BEGIN Entries provided

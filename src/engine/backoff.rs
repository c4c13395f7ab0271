//! Retry delay calculation
//!
//! `raw = min(max_delay, base_delay * multiplier^attempt)`, then scaled by a
//! uniform factor in `[1 - jitter_fraction, 1 + jitter_fraction]` and floored
//! at zero. The policy is configuration only; callers own the attempt counter
//! ([`BackoffState`]) and the random source.

use crate::config::{
    duration_ms, DEFAULT_BACKOFF_MULTIPLIER, DEFAULT_BASE_BACKOFF_MS, DEFAULT_JITTER_FRACTION,
    DEFAULT_MAX_BACKOFF_MS,
};
use rand::Rng;
use serde::{Deserialize, Serialize};
use std::time::Duration;

/// Exponential backoff configuration
#[derive(Debug, Clone, Copy, Serialize, Deserialize, PartialEq)]
#[serde(default)]
pub struct BackoffPolicy {
    /// Delay for attempt 0, before jitter
    #[serde(with = "duration_ms")]
    pub base_delay: Duration,
    /// Cap applied before jitter
    #[serde(with = "duration_ms")]
    pub max_delay: Duration,
    /// Growth factor per attempt; must be greater than 1
    pub multiplier: f64,
    /// Jitter fraction in `[0, 1]`
    pub jitter_fraction: f64,
}

impl Default for BackoffPolicy {
    fn default() -> Self {
        Self {
            base_delay: Duration::from_millis(DEFAULT_BASE_BACKOFF_MS),
            max_delay: Duration::from_millis(DEFAULT_MAX_BACKOFF_MS),
            multiplier: DEFAULT_BACKOFF_MULTIPLIER,
            jitter_fraction: DEFAULT_JITTER_FRACTION,
        }
    }
}

impl BackoffPolicy {
    /// Create a policy
    pub fn new(base_delay: Duration, max_delay: Duration, multiplier: f64, jitter_fraction: f64) -> Self {
        Self {
            base_delay,
            max_delay,
            multiplier,
            jitter_fraction,
        }
    }

    /// Same policy without jitter
    pub fn without_jitter(self) -> Self {
        Self {
            jitter_fraction: 0.0,
            ..self
        }
    }

    /// Validate policy parameters
    pub fn validate(&self) -> Result<(), String> {
        if !(self.multiplier.is_finite() && self.multiplier > 1.0) {
            return Err(format!(
                "Backoff multiplier must be greater than 1, got {}",
                self.multiplier
            ));
        }
        if !(0.0..=1.0).contains(&self.jitter_fraction) {
            return Err(format!(
                "Jitter fraction must be within [0, 1], got {}",
                self.jitter_fraction
            ));
        }
        if self.base_delay > self.max_delay {
            return Err(format!(
                "Base delay ({:?}) must not exceed max delay ({:?})",
                self.base_delay, self.max_delay
            ));
        }
        Ok(())
    }

    /// Delay for `attempt` before jitter
    pub fn raw_delay(&self, attempt: u32) -> Duration {
        let exponent = i32::try_from(attempt).unwrap_or(i32::MAX);
        let secs = self.base_delay.as_secs_f64() * self.multiplier.powi(exponent);
        let capped = secs.min(self.max_delay.as_secs_f64());
        if capped.is_finite() && capped >= 0.0 {
            Duration::from_secs_f64(capped)
        } else {
            self.max_delay
        }
    }

    /// Upper bound of any delay this policy can produce
    pub fn max_jittered_delay(&self) -> Duration {
        self.max_delay.mul_f64(1.0 + self.jitter_fraction.clamp(0.0, 1.0))
    }

    /// Jittered delay for `attempt`, drawing from the thread-local generator
    pub fn delay(&self, attempt: u32) -> Duration {
        self.delay_with(attempt, &mut rand::rng())
    }

    /// Jittered delay for `attempt`, drawing from `rng`
    pub fn delay_with<R: Rng>(&self, attempt: u32, rng: &mut R) -> Duration {
        let raw = self.raw_delay(attempt).as_secs_f64();
        let jitter = self.jitter_fraction.clamp(0.0, 1.0);
        let factor = if jitter > 0.0 {
            1.0 + rng.random_range(-jitter..=jitter)
        } else {
            1.0
        };
        let secs = (raw * factor).max(0.0);
        if secs.is_finite() {
            Duration::from_secs_f64(secs)
        } else {
            self.max_jittered_delay()
        }
    }
}

/// Consecutive-failure counter owned by a retry loop
#[derive(Debug, Clone, Copy, Default, PartialEq, Eq)]
pub struct BackoffState {
    /// Failures since the last success
    pub attempt: u32,
    /// Delay chosen after the most recent failure
    pub last_delay: Duration,
}

impl BackoffState {
    /// Record a failure and return the delay to wait before retrying.
    ///
    /// The delay is computed for the attempt count *before* the increment, so
    /// the first failure waits roughly `base_delay`.
    pub fn record_failure<R: Rng>(&mut self, policy: &BackoffPolicy, rng: &mut R) -> Duration {
        let delay = policy.delay_with(self.attempt, rng);
        self.attempt = self.attempt.saturating_add(1);
        self.last_delay = delay;
        delay
    }

    /// Clear after a success
    pub fn reset(&mut self) {
        *self = Self::default();
    }
}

END Entries provided

▸ **Task prompt**
The lines from the one containing "let delay = policy.delay_with(self.attempt, rng);" through the end of the data are to be copied exactly, the first and last of them included.

▸ **Final answer**
        let delay = policy.delay_with(self.attempt, rng);
        self.attempt = self.attempt.saturating_add(1);
        self.last_delay = delay;
        delay
    }

    /// Clear after a success
    pub fn reset(&mut self) {
        *self = Self::default();
    }
}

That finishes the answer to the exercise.